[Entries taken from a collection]
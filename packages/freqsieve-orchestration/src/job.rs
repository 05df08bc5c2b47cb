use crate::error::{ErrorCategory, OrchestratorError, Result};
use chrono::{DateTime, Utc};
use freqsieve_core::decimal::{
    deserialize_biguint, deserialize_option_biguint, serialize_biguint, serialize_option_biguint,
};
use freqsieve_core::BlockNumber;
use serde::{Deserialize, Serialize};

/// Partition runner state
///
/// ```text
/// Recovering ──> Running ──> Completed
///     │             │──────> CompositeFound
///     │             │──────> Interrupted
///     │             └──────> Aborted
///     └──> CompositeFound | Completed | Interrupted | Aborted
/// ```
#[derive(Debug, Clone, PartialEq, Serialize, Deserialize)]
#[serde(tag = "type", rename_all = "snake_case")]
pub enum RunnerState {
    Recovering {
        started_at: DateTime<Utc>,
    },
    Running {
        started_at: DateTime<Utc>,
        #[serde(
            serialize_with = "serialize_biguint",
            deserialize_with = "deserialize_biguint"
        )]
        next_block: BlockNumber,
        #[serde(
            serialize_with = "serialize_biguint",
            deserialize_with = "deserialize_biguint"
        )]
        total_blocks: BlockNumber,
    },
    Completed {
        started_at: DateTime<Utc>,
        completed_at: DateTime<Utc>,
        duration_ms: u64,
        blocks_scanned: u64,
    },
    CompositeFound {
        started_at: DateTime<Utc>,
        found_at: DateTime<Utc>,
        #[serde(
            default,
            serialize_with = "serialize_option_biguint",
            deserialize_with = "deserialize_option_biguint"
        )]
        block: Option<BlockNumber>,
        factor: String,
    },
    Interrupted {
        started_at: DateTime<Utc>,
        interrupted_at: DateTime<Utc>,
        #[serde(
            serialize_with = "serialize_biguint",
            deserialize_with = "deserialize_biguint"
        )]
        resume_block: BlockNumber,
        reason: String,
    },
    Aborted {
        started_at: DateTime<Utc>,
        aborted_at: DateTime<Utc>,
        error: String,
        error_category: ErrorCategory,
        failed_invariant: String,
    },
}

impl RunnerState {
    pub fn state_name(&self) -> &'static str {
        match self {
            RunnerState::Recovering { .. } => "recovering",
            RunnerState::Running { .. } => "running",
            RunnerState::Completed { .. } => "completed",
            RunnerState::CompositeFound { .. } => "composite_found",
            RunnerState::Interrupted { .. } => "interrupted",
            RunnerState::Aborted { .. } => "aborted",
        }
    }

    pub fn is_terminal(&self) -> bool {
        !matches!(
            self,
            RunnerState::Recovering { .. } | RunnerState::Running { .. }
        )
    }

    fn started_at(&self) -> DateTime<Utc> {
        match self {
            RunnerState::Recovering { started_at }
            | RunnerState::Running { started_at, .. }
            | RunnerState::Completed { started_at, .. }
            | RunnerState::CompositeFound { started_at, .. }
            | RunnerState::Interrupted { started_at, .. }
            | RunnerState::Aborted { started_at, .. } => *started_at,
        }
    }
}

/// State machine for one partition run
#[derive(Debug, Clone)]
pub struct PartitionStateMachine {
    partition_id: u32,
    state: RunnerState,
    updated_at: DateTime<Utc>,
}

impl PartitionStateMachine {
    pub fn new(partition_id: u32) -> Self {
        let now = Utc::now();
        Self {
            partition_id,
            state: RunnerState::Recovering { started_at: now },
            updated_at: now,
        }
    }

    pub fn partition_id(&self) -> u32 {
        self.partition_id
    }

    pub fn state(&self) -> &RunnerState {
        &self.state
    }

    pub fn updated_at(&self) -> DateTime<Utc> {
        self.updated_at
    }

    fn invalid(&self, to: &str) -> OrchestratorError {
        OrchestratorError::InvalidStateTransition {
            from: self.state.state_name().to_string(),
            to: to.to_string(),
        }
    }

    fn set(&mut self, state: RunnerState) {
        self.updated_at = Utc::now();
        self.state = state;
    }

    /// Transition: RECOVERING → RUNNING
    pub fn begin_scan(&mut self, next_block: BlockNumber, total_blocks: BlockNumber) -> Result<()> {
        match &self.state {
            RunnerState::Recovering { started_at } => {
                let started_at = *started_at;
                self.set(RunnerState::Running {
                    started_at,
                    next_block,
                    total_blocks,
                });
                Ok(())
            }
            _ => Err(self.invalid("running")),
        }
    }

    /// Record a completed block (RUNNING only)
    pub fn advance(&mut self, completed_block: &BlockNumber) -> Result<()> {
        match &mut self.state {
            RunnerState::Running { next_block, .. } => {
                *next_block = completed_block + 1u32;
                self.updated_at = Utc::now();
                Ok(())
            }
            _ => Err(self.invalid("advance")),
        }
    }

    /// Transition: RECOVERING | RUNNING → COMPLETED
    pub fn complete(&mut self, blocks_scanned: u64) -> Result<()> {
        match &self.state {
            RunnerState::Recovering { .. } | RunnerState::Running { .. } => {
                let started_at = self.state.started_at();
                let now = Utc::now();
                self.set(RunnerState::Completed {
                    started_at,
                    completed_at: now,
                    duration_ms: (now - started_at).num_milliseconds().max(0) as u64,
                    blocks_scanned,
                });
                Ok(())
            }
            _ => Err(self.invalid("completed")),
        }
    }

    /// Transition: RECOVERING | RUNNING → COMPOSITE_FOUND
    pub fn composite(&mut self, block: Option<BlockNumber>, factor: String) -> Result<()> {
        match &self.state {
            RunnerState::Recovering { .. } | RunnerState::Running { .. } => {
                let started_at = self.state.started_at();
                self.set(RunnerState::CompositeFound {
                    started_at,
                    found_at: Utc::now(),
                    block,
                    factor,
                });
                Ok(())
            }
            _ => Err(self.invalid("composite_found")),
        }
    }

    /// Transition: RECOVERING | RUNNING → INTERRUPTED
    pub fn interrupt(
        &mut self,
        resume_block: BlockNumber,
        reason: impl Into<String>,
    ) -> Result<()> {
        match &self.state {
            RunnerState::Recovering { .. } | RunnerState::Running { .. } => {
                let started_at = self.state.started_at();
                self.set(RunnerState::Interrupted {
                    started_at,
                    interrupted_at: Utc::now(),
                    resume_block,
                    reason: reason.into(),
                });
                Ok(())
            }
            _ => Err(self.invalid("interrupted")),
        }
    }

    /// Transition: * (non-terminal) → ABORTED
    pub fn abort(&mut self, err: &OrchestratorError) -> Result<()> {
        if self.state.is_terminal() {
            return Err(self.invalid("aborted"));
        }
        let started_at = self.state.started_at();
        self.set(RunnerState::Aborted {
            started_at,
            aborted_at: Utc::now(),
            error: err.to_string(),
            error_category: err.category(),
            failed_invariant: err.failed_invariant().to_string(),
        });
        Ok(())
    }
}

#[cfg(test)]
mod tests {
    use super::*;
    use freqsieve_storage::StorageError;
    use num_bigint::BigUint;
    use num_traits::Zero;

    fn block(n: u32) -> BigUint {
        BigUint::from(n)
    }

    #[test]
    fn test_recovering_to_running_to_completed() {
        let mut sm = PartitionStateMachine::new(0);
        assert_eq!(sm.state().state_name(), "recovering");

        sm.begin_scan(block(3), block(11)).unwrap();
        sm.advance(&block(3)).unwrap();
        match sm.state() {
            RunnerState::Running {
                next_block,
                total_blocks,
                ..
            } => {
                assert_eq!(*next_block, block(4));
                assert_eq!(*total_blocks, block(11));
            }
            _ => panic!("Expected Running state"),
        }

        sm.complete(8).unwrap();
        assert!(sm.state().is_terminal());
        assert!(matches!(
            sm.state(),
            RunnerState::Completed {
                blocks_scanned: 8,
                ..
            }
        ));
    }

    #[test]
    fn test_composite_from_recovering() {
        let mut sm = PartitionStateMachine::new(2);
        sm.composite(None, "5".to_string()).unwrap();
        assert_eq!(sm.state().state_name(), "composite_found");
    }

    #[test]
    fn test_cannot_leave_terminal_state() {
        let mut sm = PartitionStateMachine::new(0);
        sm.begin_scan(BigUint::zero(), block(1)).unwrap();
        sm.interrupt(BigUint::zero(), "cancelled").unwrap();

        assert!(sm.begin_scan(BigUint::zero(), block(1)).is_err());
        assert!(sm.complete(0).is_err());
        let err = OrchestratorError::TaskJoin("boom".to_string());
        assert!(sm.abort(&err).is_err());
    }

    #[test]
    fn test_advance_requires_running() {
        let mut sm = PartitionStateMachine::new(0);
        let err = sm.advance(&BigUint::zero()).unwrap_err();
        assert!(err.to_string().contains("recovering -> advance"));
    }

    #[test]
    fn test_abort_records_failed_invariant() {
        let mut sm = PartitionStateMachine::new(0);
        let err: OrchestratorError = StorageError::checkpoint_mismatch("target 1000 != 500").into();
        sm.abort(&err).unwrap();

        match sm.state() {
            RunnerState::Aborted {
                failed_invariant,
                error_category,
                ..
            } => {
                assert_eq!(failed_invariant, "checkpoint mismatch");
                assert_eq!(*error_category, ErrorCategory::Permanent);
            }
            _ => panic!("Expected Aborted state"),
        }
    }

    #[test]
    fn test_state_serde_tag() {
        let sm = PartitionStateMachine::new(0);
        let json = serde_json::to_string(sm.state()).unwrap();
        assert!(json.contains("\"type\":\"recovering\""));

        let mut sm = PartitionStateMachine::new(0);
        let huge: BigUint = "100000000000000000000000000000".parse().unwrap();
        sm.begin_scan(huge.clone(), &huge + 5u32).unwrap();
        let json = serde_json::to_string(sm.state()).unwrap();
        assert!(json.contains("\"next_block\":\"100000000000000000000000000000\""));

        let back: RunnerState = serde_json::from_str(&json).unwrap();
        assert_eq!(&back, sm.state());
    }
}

...

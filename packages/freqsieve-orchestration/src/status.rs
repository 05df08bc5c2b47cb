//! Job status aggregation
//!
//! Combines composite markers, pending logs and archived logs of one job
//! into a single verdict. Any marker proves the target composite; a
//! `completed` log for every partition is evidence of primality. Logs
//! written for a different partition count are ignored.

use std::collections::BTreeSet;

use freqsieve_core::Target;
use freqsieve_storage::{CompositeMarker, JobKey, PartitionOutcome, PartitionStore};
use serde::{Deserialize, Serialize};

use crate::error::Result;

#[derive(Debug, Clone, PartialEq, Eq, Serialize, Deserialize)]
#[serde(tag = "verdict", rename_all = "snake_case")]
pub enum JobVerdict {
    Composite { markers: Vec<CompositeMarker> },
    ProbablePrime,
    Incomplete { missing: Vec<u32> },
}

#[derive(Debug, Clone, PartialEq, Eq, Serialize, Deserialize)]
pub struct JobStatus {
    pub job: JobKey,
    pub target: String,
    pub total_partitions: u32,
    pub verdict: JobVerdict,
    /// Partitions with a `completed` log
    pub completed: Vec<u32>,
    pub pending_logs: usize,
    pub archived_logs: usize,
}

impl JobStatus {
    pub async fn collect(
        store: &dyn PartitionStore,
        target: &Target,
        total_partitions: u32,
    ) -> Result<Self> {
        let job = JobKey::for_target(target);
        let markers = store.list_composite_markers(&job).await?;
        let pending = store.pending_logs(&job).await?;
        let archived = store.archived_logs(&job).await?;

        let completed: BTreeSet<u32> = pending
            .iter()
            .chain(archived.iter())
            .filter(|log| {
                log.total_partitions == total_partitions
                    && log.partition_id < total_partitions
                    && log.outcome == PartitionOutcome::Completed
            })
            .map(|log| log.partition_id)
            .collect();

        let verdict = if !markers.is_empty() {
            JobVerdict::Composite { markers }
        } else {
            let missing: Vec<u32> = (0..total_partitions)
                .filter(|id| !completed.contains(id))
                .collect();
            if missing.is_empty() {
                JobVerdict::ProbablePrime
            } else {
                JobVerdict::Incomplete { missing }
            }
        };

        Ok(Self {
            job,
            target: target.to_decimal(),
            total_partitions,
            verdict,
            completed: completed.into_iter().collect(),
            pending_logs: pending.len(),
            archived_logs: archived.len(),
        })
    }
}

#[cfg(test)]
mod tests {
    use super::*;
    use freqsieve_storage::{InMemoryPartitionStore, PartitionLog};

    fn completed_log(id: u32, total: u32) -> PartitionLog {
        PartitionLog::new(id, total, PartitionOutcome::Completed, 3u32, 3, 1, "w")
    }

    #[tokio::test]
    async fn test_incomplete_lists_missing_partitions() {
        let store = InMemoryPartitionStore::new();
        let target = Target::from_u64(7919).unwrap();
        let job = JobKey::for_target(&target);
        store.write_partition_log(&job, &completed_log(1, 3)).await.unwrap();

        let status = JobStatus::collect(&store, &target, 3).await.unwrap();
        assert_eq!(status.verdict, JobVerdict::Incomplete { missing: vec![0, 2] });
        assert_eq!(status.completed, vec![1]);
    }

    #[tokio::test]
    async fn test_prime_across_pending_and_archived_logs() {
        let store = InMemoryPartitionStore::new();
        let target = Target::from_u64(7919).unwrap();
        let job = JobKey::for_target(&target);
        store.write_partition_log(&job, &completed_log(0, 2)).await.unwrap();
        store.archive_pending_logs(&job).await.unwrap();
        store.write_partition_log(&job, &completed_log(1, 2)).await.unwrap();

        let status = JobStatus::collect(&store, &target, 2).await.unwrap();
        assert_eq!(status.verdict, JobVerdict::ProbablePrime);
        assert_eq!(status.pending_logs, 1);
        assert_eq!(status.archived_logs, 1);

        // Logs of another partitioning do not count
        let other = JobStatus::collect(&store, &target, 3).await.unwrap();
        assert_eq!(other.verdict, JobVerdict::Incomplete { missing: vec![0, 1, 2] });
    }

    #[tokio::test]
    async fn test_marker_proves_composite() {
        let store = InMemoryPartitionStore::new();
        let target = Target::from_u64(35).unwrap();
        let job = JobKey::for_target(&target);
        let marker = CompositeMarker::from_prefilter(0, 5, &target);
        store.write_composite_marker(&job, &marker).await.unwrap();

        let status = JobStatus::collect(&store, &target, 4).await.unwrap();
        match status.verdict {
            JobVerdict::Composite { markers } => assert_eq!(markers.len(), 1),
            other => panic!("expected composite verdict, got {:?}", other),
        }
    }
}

---

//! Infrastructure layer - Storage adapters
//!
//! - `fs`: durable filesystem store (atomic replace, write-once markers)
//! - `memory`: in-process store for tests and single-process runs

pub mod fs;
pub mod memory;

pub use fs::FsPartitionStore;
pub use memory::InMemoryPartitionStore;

PROBLEM DETAILS:
In the data above, find the line with "replace, write-once markers)" and the line with "pub use memory::InMemoryPartitionStore;". Retype both, plus every line between them, exactly.

ANSWER BOX:
//! - `fs`: durable filesystem store (atomic replace, write-once markers)
//! - `memory`: in-process store for tests and single-process runs

pub mod fs;
pub mod memory;

pub use fs::FsPartitionStore;
pub use memory::InMemoryPartitionStore;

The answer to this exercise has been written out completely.